Ingram is now in the business of selling automated door locks and fire control systems. That doesn’t mean VARs will be hawking alarm systems like a door-to-door salesman – these systems are becoming highly sophisticated, moving from analogue to IP, so they can now be integrated onto the network and supported by the IT department. And that means customers who turn to VARs to help them protect their virtual domain can now turn to those VARs to help them protect their brick-and-mortar facilities.
Ingram is not the first distributor to recognize this. In fact, the distie hasn’t exactly been quick to jump on the physical security bandwagon. Tech Data launched a Physical Security Specialized Business Unit to support IP-enabled security products back in April 2006. Ingram has been eyeing the market since, but only now is taking the plunge.
The market has continued to gain support. Back in February, Cisco joined forces with Pelco, one of the biggest players in the physical security world, to allow Pelco to deliver Cisco networking-based physical security solutions. The physical security market grew about 10 per cent in 2008, according to Pelco, but network-based physical security grew 32 per cent.
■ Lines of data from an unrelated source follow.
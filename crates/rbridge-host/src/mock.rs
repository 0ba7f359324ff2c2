//! In-memory script host for testing
//!
//! Functions are plain Rust closures registered by name. Nothing is
//! executed on `load`; the call is only recorded.
//!
//! ## Usage
//!
//! ```rust,ignore
//! use rbridge_host::{CallArgs, MockHost, ScriptSession};
//!
//! let host = MockHost::new().with_function("add_one", |args| {
//!     Ok(args.positional[0].clone())
//! });
//! let mut session = ScriptSession::open(host, None, &script, &HostConfig::default())?;
//! let result = session.call("add_one", &CallArgs::new().arg(1))?;
//! ```
//!
//! ## Simulating Failures
//!
//! A closure returning `Err(message)` surfaces as [`HostError::CallFailed`];
//! [`MockHost::with_load_failure`] makes `load` fail.

use crate::args::CallArgs;
use crate::environment::ProjectEnvironment;
use crate::error::HostError;
use crate::host::ScriptHost;
use rbridge_core::ForeignValue;
use std::collections::{BTreeMap, HashMap};
use std::path::{Path, PathBuf};

type MockFunction = Box<dyn FnMut(&CallArgs) -> Result<ForeignValue, String>>;

/// One recorded `load`
#[derive(Debug, Clone, PartialEq, Eq)]
pub struct LoadRecord {
    pub script: PathBuf,
    pub project_dir: Option<PathBuf>,
    pub env_vars: BTreeMap<String, String>,
}

/// Mock host for testing
#[derive(Default)]
pub struct MockHost {
    /// Registered functions by name
    functions: HashMap<String, MockFunction>,

    /// Every `load`, in order
    loads: Vec<LoadRecord>,

    /// Every invoked function name, in order
    calls: Vec<String>,

    /// Message returned by `load`, when set
    load_failure: Option<String>,
}

impl MockHost {
    /// Create a mock host with no functions
    pub fn new() -> Self {
        Self::default()
    }

    /// Register a function
    pub fn with_function<F>(mut self, name: impl Into<String>, function: F) -> Self
    where
        F: FnMut(&CallArgs) -> Result<ForeignValue, String> + 'static,
    {
        self.add_function(name, function);
        self
    }

    /// Register a function that always returns `value`
    pub fn with_value(self, name: impl Into<String>, value: ForeignValue) -> Self {
        self.with_function(name, move |_| Ok(value.clone()))
    }

    /// Make `load` fail with `message`
    pub fn with_load_failure(mut self, message: impl Into<String>) -> Self {
        self.load_failure = Some(message.into());
        self
    }

    /// Register a function on an existing host
    pub fn add_function<F>(&mut self, name: impl Into<String>, function: F)
    where
        F: FnMut(&CallArgs) -> Result<ForeignValue, String> + 'static,
    {
        self.functions.insert(name.into(), Box::new(function));
    }

    pub fn loads(&self) -> &[LoadRecord] {
        &self.loads
    }

    pub fn calls(&self) -> &[String] {
        &self.calls
    }

    fn is_loaded(&self) -> bool {
        !self.loads.is_empty()
    }
}

impl ScriptHost for MockHost {
    fn name(&self) -> &'static str {
        "mock"
    }

    fn load(&mut self, env: Option<&ProjectEnvironment>, script: &Path) -> Result<(), HostError> {
        if let Some(message) = &self.load_failure {
            return Err(HostError::LoadFailed {
                script: script.to_path_buf(),
                message: message.clone(),
            });
        }

        self.loads.push(LoadRecord {
            script: script.to_path_buf(),
            project_dir: env.map(|e| e.project_dir.clone()),
            env_vars: env.map(|e| e.env_vars.clone()).unwrap_or_default(),
        });
        Ok(())
    }

    fn has_function(&self, function: &str) -> Result<bool, HostError> {
        Ok(self.is_loaded() && self.functions.contains_key(function))
    }

    fn invoke(&mut self, function: &str, args: &CallArgs) -> Result<ForeignValue, HostError> {
        self.calls.push(function.to_string());

        // Nothing is defined before a script has been sourced.
        let loaded = self.is_loaded();
        let Some(f) = self.functions.get_mut(function).filter(|_| loaded) else {
            return Err(HostError::FunctionNotFound {
                function: function.to_string(),
            });
        };

        f(args).map_err(|message| HostError::CallFailed {
            function: function.to_string(),
            message,
        })
    }
}

#[cfg(test)]
mod tests {
    use super::*;
    use pretty_assertions::assert_eq;

    #[test]
    fn functions_are_undefined_before_load() {
        let mut host = MockHost::new().with_value("f", ForeignValue::Null);

        assert!(!host.has_function("f").unwrap());
        assert!(matches!(
            host.invoke("f", &CallArgs::new()),
            Err(HostError::FunctionNotFound { .. })
        ));

        host.load(None, Path::new("script.R")).unwrap();
        assert!(host.has_function("f").unwrap());
        assert_eq!(host.invoke("f", &CallArgs::new()).unwrap(), ForeignValue::Null);
        assert_eq!(host.calls(), &["f".to_string(), "f".to_string()]);
    }

    #[test]
    fn closure_errors_become_call_failures() {
        let mut host = MockHost::new().with_function("boom", |_| Err("argument 4 is empty".into()));
        host.load(None, Path::new("script.R")).unwrap();

        let err = host.invoke("boom", &CallArgs::new()).unwrap_err();
        assert!(matches!(
            err,
            HostError::CallFailed { ref function, ref message }
                if function == "boom" && message == "argument 4 is empty"
        ));
    }

    #[test]
    fn closures_keep_state() {
        let mut counter = 0;
        let mut host = MockHost::new().with_function("next", move |_| {
            counter += 1;
            Ok(ForeignValue::from(counter))
        });
        host.load(None, Path::new("script.R")).unwrap();

        host.invoke("next", &CallArgs::new()).unwrap();
        assert_eq!(host.invoke("next", &CallArgs::new()).unwrap(), ForeignValue::from(2));
    }
}
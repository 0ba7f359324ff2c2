//! Foreign script host
//!
//! Activates a project environment, sources a foreign script and calls its
//! functions, handing results back raw or converted to native values.
//!
//! ## Example
//!
//! ```rust,ignore
//! use rbridge_host::{CallArgs, RscriptHost, ScriptSession};
//!
//! let host = RscriptHost::from_config(&config.host);
//! let mut session = ScriptSession::open(host, Some(&project), &script, &config.host)?;
//! let result = session.call_native(
//!     "generate_master_main_bl_df",
//!     &CallArgs::new().arg("6236-001").named("assay", "all"),
//! )?;
//! let df = result.get("df").and_then(|v| v.as_table());
//! ```

pub mod args;
pub mod environment;
pub mod error;
pub mod host;
pub mod mock;
pub mod rscript;
pub mod session;

pub use args::CallArgs;
pub use environment::{ProjectEnvironment, R_ENVIRON_USER};
pub use error::HostError;
pub use host::ScriptHost;
pub use mock::{LoadRecord, MockHost};
pub use rscript::RscriptHost;
pub use session::ScriptSession;
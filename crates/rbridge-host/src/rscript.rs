//! Host backed by an `Rscript` child process
//!
//! Each operation starts a fresh process running the embedded driver
//! (`driver.R`), which loads the project environment, changes to the
//! script's directory, sources the script and then does its one job.
//! Arguments and results travel as tagged JSON through temporary files.

use crate::args::CallArgs;
use crate::environment::ProjectEnvironment;
use crate::error::HostError;
use crate::host::ScriptHost;
use rbridge_core::{ForeignValue, HostConfig};
use std::collections::BTreeMap;
use std::path::{Path, PathBuf};
use std::process::{Command, Output};

/// The embedded driver script
pub const DRIVER: &str = include_str!("driver.R");

/// Driver exit status for an undefined function
const EXIT_FUNCTION_NOT_FOUND: i32 = 3;

/// What the driver does after sourcing the script
#[derive(Debug, Clone, Copy, PartialEq, Eq)]
enum Mode {
    Load,
    Check,
    Call,
}

impl Mode {
    fn as_str(self) -> &'static str {
        match self {
            Self::Load => "load",
            Self::Check => "check",
            Self::Call => "call",
        }
    }
}

/// Runs foreign functions through `Rscript`
#[derive(Debug, Clone)]
pub struct RscriptHost {
    rscript: PathBuf,
    project: Option<PathBuf>,
    script: Option<PathBuf>,
    env_vars: BTreeMap<String, String>,
}

impl RscriptHost {
    /// Host using the given `Rscript` executable
    pub fn new(rscript: impl Into<PathBuf>) -> Self {
        Self {
            rscript: rscript.into(),
            project: None,
            script: None,
            env_vars: BTreeMap::new(),
        }
    }

    pub fn from_config(config: &HostConfig) -> Self {
        Self::new(&config.rscript)
    }

    fn run(&self, mode: Mode, function: &str, args: &CallArgs) -> Result<Option<ForeignValue>, HostError> {
        let script = self
            .script
            .as_deref()
            .ok_or_else(|| HostError::Protocol("no script has been sourced".to_string()))?;

        let workdir = tempfile::tempdir()?;
        let driver_path = workdir.path().join("driver.R");
        let args_path = workdir.path().join("args.json");
        let result_path = workdir.path().join("result.json");

        std::fs::write(&driver_path, DRIVER)?;
        let encoded = serde_json::to_string(args).map_err(|e| HostError::Protocol(e.to_string()))?;
        std::fs::write(&args_path, encoded)?;

        let project = self
            .project
            .as_deref()
            .map(|p| p.display().to_string())
            .unwrap_or_default();

        tracing::debug!(mode = mode.as_str(), function, "Starting {}", self.rscript.display());
        let output = Command::new(&self.rscript)
            .arg(&driver_path)
            .arg(mode.as_str())
            .arg(project)
            .arg(script)
            .arg(function)
            .arg(&args_path)
            .arg(&result_path)
            .envs(&self.env_vars)
            .output()?;

        check_status(&output, mode, script, function)?;

        if mode != Mode::Call {
            return Ok(None);
        }

        let json = std::fs::read_to_string(&result_path)
            .map_err(|e| HostError::Protocol(format!("missing result file: {}", e)))?;
        let value = serde_json::from_str(&json).map_err(|e| HostError::Protocol(e.to_string()))?;
        Ok(Some(value))
    }
}

/// Map the driver's exit status to an error
fn check_status(output: &Output, mode: Mode, script: &Path, function: &str) -> Result<(), HostError> {
    if output.status.success() {
        return Ok(());
    }

    let message = stderr_message(&output.stderr);
    match (mode, output.status.code()) {
        (Mode::Load, _) => Err(HostError::LoadFailed {
            script: script.to_path_buf(),
            message,
        }),
        (_, Some(EXIT_FUNCTION_NOT_FOUND)) => Err(HostError::FunctionNotFound {
            function: function.to_string(),
        }),
        _ => Err(HostError::CallFailed {
            function: function.to_string(),
            message,
        }),
    }
}

/// Last non-empty stderr lines, which carry the foreign error message
fn stderr_message(stderr: &[u8]) -> String {
    let text = String::from_utf8_lossy(stderr);
    let lines: Vec<&str> = text.lines().filter(|l| !l.trim().is_empty()).collect();
    let start = lines.len().saturating_sub(5);
    let message = lines[start..].join("\n");
    if message.is_empty() {
        "process exited without an error message".to_string()
    } else {
        message
    }
}

impl ScriptHost for RscriptHost {
    fn name(&self) -> &'static str {
        "Rscript"
    }

    fn load(&mut self, env: Option<&ProjectEnvironment>, script: &Path) -> Result<(), HostError> {
        self.project = env.map(|e| e.project_dir.clone());
        self.env_vars = env.map(|e| e.env_vars.clone()).unwrap_or_default();
        self.script = Some(script.to_path_buf());

        if let Some(project) = &self.project {
            tracing::info!("Environment will be loaded for project: {}", project.display());
        }
        self.run(Mode::Load, "", &CallArgs::new()).map(|_| ())
    }

    fn has_function(&self, function: &str) -> Result<bool, HostError> {
        match self.run(Mode::Check, function, &CallArgs::new()) {
            Ok(_) => Ok(true),
            Err(HostError::FunctionNotFound { .. }) => Ok(false),
            Err(err) => Err(err),
        }
    }

    fn invoke(&mut self, function: &str, args: &CallArgs) -> Result<ForeignValue, HostError> {
        self.run(Mode::Call, function, args)?
            .ok_or_else(|| HostError::Protocol("driver returned no result".to_string()))
    }
}
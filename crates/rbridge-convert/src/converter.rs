//! Recursive foreign → native conversion

use crate::frame::{FrameConverter, TableConverter};
use rbridge_core::{
    ForeignScalar, ForeignValue, ForeignVector, NamedList, NativeMap, NativeValue, Value,
    VectorData,
};

/// Converts foreign values into native structures
///
/// Data frames go through the injected [`TableConverter`]; when it fails the
/// original foreign value is handed back as [`NativeValue::Foreign`].
#[derive(Debug, Clone, Default)]
pub struct ValueConverter<C = FrameConverter> {
    tables: C,
}

impl ValueConverter<FrameConverter> {
    /// Converter using the default data frame conversion
    pub fn new() -> Self {
        Self {
            tables: FrameConverter::new(),
        }
    }
}

impl<C: TableConverter> ValueConverter<C> {
    /// Converter using a custom data frame conversion
    pub fn with_table_converter(tables: C) -> Self {
        Self { tables }
    }

    /// Convert a foreign value
    pub fn convert(&self, value: ForeignValue) -> NativeValue {
        match value {
            ForeignValue::List(list) => self.convert_list(list),
            ForeignValue::Vector(vector) => convert_vector(vector),
            ForeignValue::Scalar { value } => NativeValue::Scalar(scalar_value(value)),
            ForeignValue::DataFrame(frame) => match self.tables.to_table(&frame) {
                Ok(table) => NativeValue::Table(table),
                Err(e) => {
                    tracing::warn!("Data frame conversion failed, passing through: {}", e);
                    NativeValue::Foreign(ForeignValue::DataFrame(frame))
                }
            },
            other @ (ForeignValue::Null | ForeignValue::Opaque { .. }) => {
                NativeValue::Foreign(other)
            }
        }
    }

    fn convert_list(&self, list: NamedList) -> NativeValue {
        match list.names {
            Some(names) => {
                let mut map = NativeMap::new();
                for (name, value) in names.into_iter().zip(list.values) {
                    // Unnamed entries have no key to live under and are dropped.
                    if let Some(name) = usable_name(name) {
                        map.insert(name, self.convert(value));
                    }
                }
                NativeValue::Map(map)
            }
            None => NativeValue::Seq(list.values.into_iter().map(|v| self.convert(v)).collect()),
        }
    }
}

fn convert_vector(vector: ForeignVector) -> NativeValue {
    let values = vector_values(vector.data);
    match vector.names {
        Some(names) => {
            let mut map = NativeMap::new();
            for (name, value) in names.into_iter().zip(values) {
                if let Some(name) = usable_name(name) {
                    map.insert(name, NativeValue::Scalar(value));
                }
            }
            NativeValue::Map(map)
        }
        None => NativeValue::Seq(values.into_iter().map(NativeValue::Scalar).collect()),
    }
}

fn usable_name(name: Option<String>) -> Option<String> {
    name.filter(|n| !n.is_empty())
}

/// Elements of an atomic vector as native values
///
/// Integer elements are kept as-is, sentinel included.
pub fn vector_values(data: VectorData) -> Vec<Value> {
    match data {
        VectorData::Integer(v) => v.into_iter().map(|i| Value::Int(i64::from(i))).collect(),
        VectorData::Double(v) => v.into_iter().map(Value::from).collect(),
        VectorData::Logical(v) => v.into_iter().map(Value::from).collect(),
        VectorData::Character(v) => v.into_iter().map(Value::from).collect(),
    }
}

fn scalar_value(scalar: ForeignScalar) -> Value {
    match scalar {
        ForeignScalar::Integer(i) => Value::Int(i64::from(i)),
        ForeignScalar::Double(f) => Value::Float(f),
        ForeignScalar::Logical(b) => Value::Bool(b),
        ForeignScalar::Character(s) => Value::Str(s),
    }
}
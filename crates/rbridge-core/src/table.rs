//! Native table model: typed columns plus a row index

use crate::timezone::Timezone;
use crate::value::Value;
use chrono::NaiveDateTime;
use serde::Serialize;
use std::collections::HashSet;

/// Semantic column type
#[derive(Debug, Clone, Copy, PartialEq, Eq, Hash, Serialize)]
#[serde(rename_all = "lowercase")]
pub enum ColumnType {
    /// Integer column
    Integer,

    /// Floating point column
    Float,

    /// Text (object) column
    String,

    /// Boolean column
    Boolean,

    /// Timestamp column
    Datetime,
}

impl ColumnType {
    /// Integer and float columns
    pub fn is_numeric(&self) -> bool {
        matches!(self, Self::Integer | Self::Float)
    }
}

impl std::fmt::Display for ColumnType {
    fn fmt(&self, f: &mut std::fmt::Formatter<'_>) -> std::fmt::Result {
        match self {
            Self::Integer => write!(f, "integer"),
            Self::Float => write!(f, "float"),
            Self::String => write!(f, "string"),
            Self::Boolean => write!(f, "boolean"),
            Self::Datetime => write!(f, "datetime"),
        }
    }
}

/// Datetime column storage
///
/// With a timezone, values are UTC instants; without one they are wall-clock values.
#[derive(Debug, Clone, PartialEq, Serialize)]
pub struct DatetimeData {
    /// Timestamps (`None` is missing)
    pub values: Vec<Option<NaiveDateTime>>,

    /// Timezone, if the column is timezone-aware
    pub tz: Option<Timezone>,
}

impl DatetimeData {
    /// Naive wall-clock datetimes
    pub fn naive(values: Vec<Option<NaiveDateTime>>) -> Self {
        Self { values, tz: None }
    }

    /// Timezone-aware datetimes stored as UTC instants
    pub fn with_tz(values: Vec<Option<NaiveDateTime>>, tz: impl Into<Timezone>) -> Self {
        Self {
            values,
            tz: Some(tz.into()),
        }
    }

    /// Local wall-clock value at `row`
    ///
    /// The offset is resolved per value, so named zones follow daylight saving.
    pub fn local(&self, row: usize) -> Option<NaiveDateTime> {
        let utc = self.values.get(row).copied().flatten()?;
        match &self.tz {
            Some(tz) => tz.to_local(&utc),
            None => Some(utc),
        }
    }
}

/// Column-major typed storage
#[derive(Debug, Clone, PartialEq, Serialize)]
#[serde(tag = "type", content = "values", rename_all = "lowercase")]
pub enum ColumnData {
    /// 64-bit integers
    Integer(Vec<Option<i64>>),

    /// 64-bit floats
    Float(Vec<Option<f64>>),

    /// Text
    String(Vec<Option<String>>),

    /// Booleans
    Boolean(Vec<Option<bool>>),

    /// Timestamps
    Datetime(DatetimeData),
}

impl ColumnData {
    /// Number of rows
    pub fn len(&self) -> usize {
        match self {
            Self::Integer(v) => v.len(),
            Self::Float(v) => v.len(),
            Self::String(v) => v.len(),
            Self::Boolean(v) => v.len(),
            Self::Datetime(d) => d.values.len(),
        }
    }

    /// Whether the column has no rows
    pub fn is_empty(&self) -> bool {
        self.len() == 0
    }

    /// Semantic type of this storage
    pub fn dtype(&self) -> ColumnType {
        match self {
            Self::Integer(_) => ColumnType::Integer,
            Self::Float(_) => ColumnType::Float,
            Self::String(_) => ColumnType::String,
            Self::Boolean(_) => ColumnType::Boolean,
            Self::Datetime(_) => ColumnType::Datetime,
        }
    }

    /// Value at `row` (datetimes in local wall-clock time)
    pub fn get(&self, row: usize) -> Value {
        match self {
            Self::Integer(v) => v.get(row).copied().flatten().map(Value::Int).into(),
            Self::Float(v) => match v.get(row).copied().flatten() {
                Some(f) if !f.is_nan() => Value::Float(f),
                _ => Value::Missing,
            },
            Self::String(v) => v.get(row).cloned().flatten().map(Value::Str).into(),
            Self::Boolean(v) => v.get(row).copied().flatten().map(Value::Bool).into(),
            Self::Datetime(d) => d.local(row).map(Value::Datetime).into(),
        }
    }

    /// Whether the value at `row` is missing
    pub fn is_missing(&self, row: usize) -> bool {
        self.get(row).is_missing()
    }

    /// Number of missing values
    pub fn missing_count(&self) -> usize {
        (0..self.len()).filter(|&row| self.is_missing(row)).count()
    }
}

/// A named column
#[derive(Debug, Clone, PartialEq, Serialize)]
pub struct Column {
    /// Column name (unique within a table)
    pub name: String,

    /// Column values
    pub data: ColumnData,
}

impl Column {
    /// Create a column from typed storage
    pub fn new(name: impl Into<String>, data: ColumnData) -> Self {
        Self {
            name: name.into(),
            data,
        }
    }

    /// Integer column
    pub fn integer(name: impl Into<String>, values: Vec<Option<i64>>) -> Self {
        Self::new(name, ColumnData::Integer(values))
    }

    /// Float column; NaN entries are stored as missing
    pub fn float(name: impl Into<String>, values: Vec<Option<f64>>) -> Self {
        let values = values
            .into_iter()
            .map(|v| v.filter(|f| !f.is_nan()))
            .collect();
        Self::new(name, ColumnData::Float(values))
    }

    /// String column
    pub fn string<S: Into<String>>(name: impl Into<String>, values: Vec<Option<S>>) -> Self {
        let values = values.into_iter().map(|v| v.map(Into::into)).collect();
        Self::new(name, ColumnData::String(values))
    }

    /// Boolean column
    pub fn boolean(name: impl Into<String>, values: Vec<Option<bool>>) -> Self {
        Self::new(name, ColumnData::Boolean(values))
    }

    /// Naive datetime column
    pub fn datetime(name: impl Into<String>, values: Vec<Option<NaiveDateTime>>) -> Self {
        Self::new(name, ColumnData::Datetime(DatetimeData::naive(values)))
    }

    /// Number of rows
    pub fn len(&self) -> usize {
        self.data.len()
    }

    /// Whether the column has no rows
    pub fn is_empty(&self) -> bool {
        self.data.is_empty()
    }

    /// Semantic type
    pub fn dtype(&self) -> ColumnType {
        self.data.dtype()
    }

    /// Value at `row`
    pub fn get(&self, row: usize) -> Value {
        self.data.get(row)
    }

    /// All values in row order
    pub fn values(&self) -> Vec<Value> {
        (0..self.len()).map(|row| self.get(row)).collect()
    }

    /// Replace the storage, keeping the name
    pub fn with_data(&self, data: ColumnData) -> Self {
        Self {
            name: self.name.clone(),
            data,
        }
    }
}

/// Row index
#[derive(Debug, Clone, PartialEq, Eq, Serialize)]
#[serde(tag = "type", content = "values", rename_all = "lowercase")]
pub enum RowIndex {
    /// Zero-based positions `0..n`
    Range(usize),

    /// Integer labels
    Integer(Vec<i64>),

    /// String labels
    Labels(Vec<String>),
}

impl RowIndex {
    /// Number of entries
    pub fn len(&self) -> usize {
        match self {
            Self::Range(n) => *n,
            Self::Integer(v) => v.len(),
            Self::Labels(v) => v.len(),
        }
    }

    /// Whether the index is empty
    pub fn is_empty(&self) -> bool {
        self.len() == 0
    }

    /// Label of `row` as text
    pub fn label(&self, row: usize) -> String {
        match self {
            Self::Range(_) => row.to_string(),
            Self::Integer(v) => v.get(row).map(|i| i.to_string()).unwrap_or_default(),
            Self::Labels(v) => v.get(row).cloned().unwrap_or_default(),
        }
    }

    /// All labels as text
    pub fn labels(&self) -> Vec<String> {
        (0..self.len()).map(|row| self.label(row)).collect()
    }
}

/// Errors raised when building a table
#[derive(Debug, thiserror::Error, PartialEq)]
pub enum TableError {
    #[error("Column '{column}' has {actual} rows, expected {expected}")]
    LengthMismatch {
        column: String,
        expected: usize,
        actual: usize,
    },

    #[error("Duplicate column name: {0}")]
    DuplicateColumn(String),

    #[error("Index has {actual} entries, expected {expected}")]
    IndexLength { expected: usize, actual: usize },
}

/// An ordered collection of named, equally long columns with a row index
#[derive(Debug, Clone, PartialEq, Serialize)]
pub struct Table {
    columns: Vec<Column>,
    index: RowIndex,
}

impl Table {
    /// Build a table, validating column names and lengths against the index
    pub fn new(columns: Vec<Column>, index: RowIndex) -> Result<Self, TableError> {
        let expected = index.len();
        let mut seen = HashSet::new();

        for column in &columns {
            if !seen.insert(column.name.as_str()) {
                return Err(TableError::DuplicateColumn(column.name.clone()));
            }
            if column.len() != expected {
                return Err(TableError::LengthMismatch {
                    column: column.name.clone(),
                    expected,
                    actual: column.len(),
                });
            }
        }

        Ok(Self { columns, index })
    }

    /// Build a table with a positional index sized by the first column
    pub fn from_columns(columns: Vec<Column>) -> Result<Self, TableError> {
        let rows = columns.first().map(Column::len).unwrap_or(0);
        Self::new(columns, RowIndex::Range(rows))
    }

    /// Empty table
    pub fn empty() -> Self {
        Self {
            columns: Vec::new(),
            index: RowIndex::Range(0),
        }
    }

    /// Number of rows
    pub fn n_rows(&self) -> usize {
        self.index.len()
    }

    /// Number of columns
    pub fn n_cols(&self) -> usize {
        self.columns.len()
    }

    /// `(rows, columns)`
    pub fn shape(&self) -> (usize, usize) {
        (self.n_rows(), self.n_cols())
    }

    /// Columns in order
    pub fn columns(&self) -> &[Column] {
        &self.columns
    }

    /// Row index
    pub fn index(&self) -> &RowIndex {
        &self.index
    }

    /// Find a column by name
    pub fn column(&self, name: &str) -> Option<&Column> {
        self.columns.iter().find(|c| c.name == name)
    }

    /// Get column names
    pub fn column_names(&self) -> Vec<&str> {
        self.columns.iter().map(|c| c.name.as_str()).collect()
    }

    /// Copy of this table with a different index of the same length
    pub fn with_index(&self, index: RowIndex) -> Result<Self, TableError> {
        if index.len() != self.n_rows() {
            return Err(TableError::IndexLength {
                expected: self.n_rows(),
                actual: index.len(),
            });
        }
        Ok(Self {
            columns: self.columns.clone(),
            index,
        })
    }

    /// Copy of this table with `f` applied to every column
    ///
    /// `f` must preserve column lengths and names.
    pub fn map_columns<F>(&self, mut f: F) -> Self
    where
        F: FnMut(&Column) -> Column,
    {
        let columns = self
            .columns
            .iter()
            .map(|c| {
                let mapped = f(c);
                debug_assert_eq!(mapped.len(), c.len());
                mapped
            })
            .collect();
        Self {
            columns,
            index: self.index.clone(),
        }
    }

    /// Copy of this table with the named column replaced or appended
    pub fn with_column(&self, column: Column) -> Result<Self, TableError> {
        let actual = column.len();
        if actual != self.n_rows() {
            return Err(TableError::LengthMismatch {
                column: column.name,
                expected: self.n_rows(),
                actual,
            });
        }
        let mut columns = self.columns.clone();
        match columns.iter_mut().find(|c| c.name == column.name) {
            Some(existing) => *existing = column,
            None => columns.push(column),
        }
        Ok(Self {
            columns,
            index: self.index.clone(),
        })
    }
}

impl Default for Table {
    fn default() -> Self {
        Self::empty()
    }
}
And that’s despite the recession.
Perhaps that’s why Ingram sees this as an opportune time to get in on the action with the announcement of a new Physical Security Division, led by Tom Burns, director of Ingram Micro North America. The division brings together physical security products and services that support integrated security solutions, focused on four areas: alarm and fire, monitoring services, access control and video surveillance. And yes, it’s available in Canada.
Of course, Ingram will also offer training, tech support and specialized vendor channel programs (which will be necessary for this space). At this point, Ingram will be playing catch-up to Tech Data, which has already developed significant expertise and partnerships in the physical security market. But, like Tech Data, Ingram has the scale of a broadline distributor, which appeals to vendors and VARs alike.
But the road to convergence has been slow and arduous, despite the fact vendors and distributors clearly see opportunities here. The problem for end-user customers is bringing those two worlds together, because typically physical security and IT are separate divisions, with separate management and budgets. And while many say convergence is inevitable – and makes sense on so many levels – the roadblock is resistance to change.
Change is hard. But having another big distributor get in on the game increases awareness of convergence – and of the opportunities it can create.